By Dr. Pierre B. Bland


Most people seem to have their most challenging work days on Mondays, but Wednesdays seem to fit that pattern for me. I figure it’s because pets had the weekend and a couple of days with the family and kids to overindulge/eat something they shouldn’t have, the time and opportunity to sustain an activity related injury that is slow to heal, or just reach the point that whatever the malady, the common practice of waiting a couple of day to see if it gets better passes with no significant change, and in most cases has gotten worse.

In keeping with the latter, I present Mrs. A, a new client. She arrived promptly for her 9 a.m. appointment with her 95-pound black lab. The pet had been vomiting four to six times a day since the previous Sunday. I asked if the pet had been fed or gotten into anything unusual 24-48 hours prior problems starting, to which she replied negative.

As is common today, she was equipped with multiple videos of the dog vomiting over the previous three days as well as graphic pictures. The photos were of benefit because each of them showed multiple bits of what appeared to be black plastic in the pet’s gastric presentation, with the last photo revealing at least an initial diagnosis: the patient had chewed up and ingested a small plastic garbage bag.

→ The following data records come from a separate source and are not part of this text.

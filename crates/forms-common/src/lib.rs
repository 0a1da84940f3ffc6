//! Form Builder Common - Shared building blocks
//!
//! This crate provides the leaf pieces every other crate in the workspace
//! depends on:
//! - Identifier generation (short hex ids and document UUIDs)
//! - Error handling
//! - Tracing bootstrap
//!
//! Nothing in here knows about fields, sections or documents.

#![warn(missing_docs)]
#![warn(clippy::all)]

pub mod error;
pub mod id;
pub mod telemetry;

pub use error::*;
pub use id::{new_document_id, new_id, Entropy, IdGenerator};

I explained that this was a potentially grave situation due to the high probability of an intestinal blockage. The client stated she didn’t think that was the problem because she allowed him to chew and eat plastic bags all the time; the bag was no longer in his system; and that he had not thrown up since 6 a.m. and it was now 10:30 a.m. In fact she said she had fed and watered the pet shortly before departing for the appointment and he had not thrown up in over four hours.

I explained again the gravity of the condition: the gastric irritation, the dehydration that goes along with vomiting for three days, thus the need for diagnostics and treatment. She disagreed with me and said she was going to take the pet home. Then, as if on cue, my patient began to retch and presented about three cups of dog food and water on the exam room floor. I went into janitorial mode, started the clean-up process and sent them into the waiting area. The patient continued to wretch and presented two more janitorial projects for my attention.

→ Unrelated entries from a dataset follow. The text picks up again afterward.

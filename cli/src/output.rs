//! Output formatting

use anyhow::Result;
use clap::ValueEnum;
use serde::{Deserialize, Serialize};
use tabled::{settings::Style, Table, Tabled};

#[derive(Debug, Clone, Copy, Default, PartialEq, Eq, ValueEnum, Serialize, Deserialize)]
#[serde(rename_all = "lowercase")]
pub enum OutputFormat {
    #[default]
    Table,
    Json,
    Yaml,
}

impl OutputFormat {
    /// Structured data; tables fall back to pretty JSON
    pub fn print<T: Serialize>(&self, data: &T) -> Result<()> {
        match self {
            OutputFormat::Yaml => print!("{}", serde_yaml::to_string(data)?),
            OutputFormat::Json | OutputFormat::Table => {
                println!("{}", serde_json::to_string_pretty(data)?)
            }
        }
        Ok(())
    }

    pub fn print_rows<T: Serialize + Tabled>(&self, rows: &[T]) -> Result<()> {
        match self {
            OutputFormat::Table => {
                println!("{}", Table::new(rows).with(Style::rounded()));
                Ok(())
            }
            _ => self.print(&rows),
        }
    }

    /// Text for tables, structured data otherwise
    pub fn print_text<T: Serialize>(&self, data: &T, text: &str) -> Result<()> {
        match self {
            OutputFormat::Table => {
                println!("{}", text);
                Ok(())
            }
            _ => self.print(data),
        }
    }
}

Once the job at hand was completed, I presented the client an estimate for treatment of her pet. As expected, she was very unhappy with the estimate. By her             reasoning, the pet has only been vomiting for three days, and couldn’t I just give her some pills and send them home? And why was the cost of the drugs so expensive?

I explained that giving oral medication was not a good option due to the continued vomiting, and this was a 95-pound dog. Medication dosages are based on weight, which accounted for the expense.   At this point she shared her opinion: I was making the dog seem sicker than he was, in addition to gouging her on the cost of the medications.

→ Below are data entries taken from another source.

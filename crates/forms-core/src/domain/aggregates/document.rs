//! Form Document Aggregate
//!
//! The normalized document: a header, sections keyed by id and fields keyed
//! by id. Sections own the display order of their fields through
//! `field_order`.
//!
//! # Invariants
//! - every id in a `field_order` is a key of `fields`
//! - a field id appears in at most one `field_order`
//! - map keys equal the id of the entity stored under them
//!
//! Entities sit behind `Arc`. Editing goes through `Arc::make_mut`, so a
//! document cloned from a snapshot only reallocates the entities it edits;
//! every sibling keeps its pointer identity.

use super::{FormField, Section};
use crate::config::StoreConfig;
use crate::domain::value_objects::{ChoiceOption, GridAxis, UserInputOption};
use forms_common::new_document_id;
use indexmap::IndexMap;
use serde::{Deserialize, Serialize};
use std::sync::Arc;

/// Form title block
#[derive(Clone, Debug, PartialEq, Eq, Serialize, Deserialize)]
pub struct FormHeader {
    pub title: String,
    #[serde(default, skip_serializing_if = "Option::is_none")]
    pub description: Option<String>,
}

impl FormHeader {
    pub fn new(title: impl Into<String>) -> Self {
        Self {
            title: title.into(),
            description: None,
        }
    }

    pub fn with_description(mut self, description: impl Into<String>) -> Self {
        self.description = Some(description.into());
        self
    }
}

/// Root aggregate
#[derive(Clone, Debug, PartialEq, Eq, Serialize, Deserialize)]
pub struct FormDocument {
    id: String,
    header: Arc<FormHeader>,
    #[serde(default)]
    sections: IndexMap<String, Arc<Section>>,
    #[serde(default)]
    fields: IndexMap<String, Arc<FormField>>,
}

impl FormDocument {
    /// Empty document without sections
    pub fn new(id: impl Into<String>, header: FormHeader) -> Self {
        Self {
            id: id.into(),
            header: Arc::new(header),
            sections: IndexMap::new(),
            fields: IndexMap::new(),
        }
    }

    /// Session-start document: fresh UUID, one empty section, no fields
    pub fn with_default_section(config: &StoreConfig) -> Self {
        let mut header = FormHeader::new(config.default_form_title.clone());
        header.description = config.default_form_description.clone();

        let section = Section::new(
            config.id_generator().generate(),
            config.default_section_title.clone(),
        );
        Self::new(new_document_id(), header).with_section(section)
    }

    /// Builder-style insert, keyed by `section.id`
    pub fn with_section(mut self, section: Section) -> Self {
        self.insert_section(section);
        self
    }

    /// Builder-style insert into `fields` only, no ordering
    pub fn with_field(mut self, field: FormField) -> Self {
        self.insert_field(field);
        self
    }

    // =========================================================================
    // Read access
    // =========================================================================

    pub fn id(&self) -> &str {
        &self.id
    }

    pub fn header(&self) -> &FormHeader {
        &self.header
    }

    pub fn header_arc(&self) -> &Arc<FormHeader> {
        &self.header
    }

    pub fn sections(&self) -> &IndexMap<String, Arc<Section>> {
        &self.sections
    }

    pub fn fields(&self) -> &IndexMap<String, Arc<FormField>> {
        &self.fields
    }

    pub fn section(&self, id: &str) -> Option<&Arc<Section>> {
        self.sections.get(id)
    }

    pub fn field(&self, id: &str) -> Option<&Arc<FormField>> {
        self.fields.get(id)
    }

    /// Option of an option-bearing field
    pub fn option(&self, field_id: &str, option_id: &str) -> Option<UserInputOption> {
        self.field(field_id)?.config.options()?.find(option_id)
    }

    /// Row or column of a grid field
    pub fn grid_option(&self, field_id: &str, axis: GridAxis, id: &str) -> Option<ChoiceOption> {
        self.field(field_id)?
            .config
            .table()?
            .axis(axis)
            .iter()
            .find(|o| o.id == id)
            .cloned()
    }

    /// Section whose `field_order` holds `field_id`
    pub fn section_of(&self, field_id: &str) -> Option<&Arc<Section>> {
        self.sections
            .values()
            .find(|s| s.field_order.iter().any(|id| id == field_id))
    }

    // =========================================================================
    // Copy-on-write access for the store
    // =========================================================================

    pub(crate) fn header_mut(&mut self) -> &mut FormHeader {
        Arc::make_mut(&mut self.header)
    }

    pub(crate) fn section_mut(&mut self, id: &str) -> Option<&mut Section> {
        self.sections.get_mut(id).map(Arc::make_mut)
    }

    pub(crate) fn field_mut(&mut self, id: &str) -> Option<&mut FormField> {
        self.fields.get_mut(id).map(Arc::make_mut)
    }

    pub(crate) fn insert_section(&mut self, section: Section) {
        self.sections.insert(section.id.clone(), Arc::new(section));
    }

    pub(crate) fn remove_section(&mut self, id: &str) -> Option<Arc<Section>> {
        self.sections.shift_remove(id)
    }

    pub(crate) fn insert_field(&mut self, field: FormField) {
        self.fields.insert(field.id.clone(), Arc::new(field));
    }

    pub(crate) fn remove_field(&mut self, id: &str) -> Option<Arc<FormField>> {
        self.fields.shift_remove(id)
    }

    /// Drop `field_id` from every `field_order` that holds it.
    ///
    /// Sections without the id are left alone.
    pub(crate) fn strip_field_refs(&mut self, field_id: &str) -> usize {
        let mut touched = 0;
        for section in self.sections.values_mut() {
            if section.field_order.iter().any(|id| id == field_id) {
                Arc::make_mut(section)
                    .field_order
                    .retain(|id| id != field_id);
                touched += 1;
            }
        }
        touched
    }
}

Since this was going south, I opted to go with my gift and curse of being plainspoken. A modified Parliament/Funkadelic lyric came to mind which I opted to share: “Mrs. A, the bigger the headache the bigger the pill; The bigger the dog, the bigger the bill.” I don’t think she got either my point or the clever musical reference. We agreed to disagree and she opted to take her dog home without treatment.

I did hear from her just prior to closing that afternoon. The pet was still vomiting and now she was concerned. I referred her to my after-hours emergency services provider, but as expected she was waiting at my door first thing Thursday morning. Here we go again.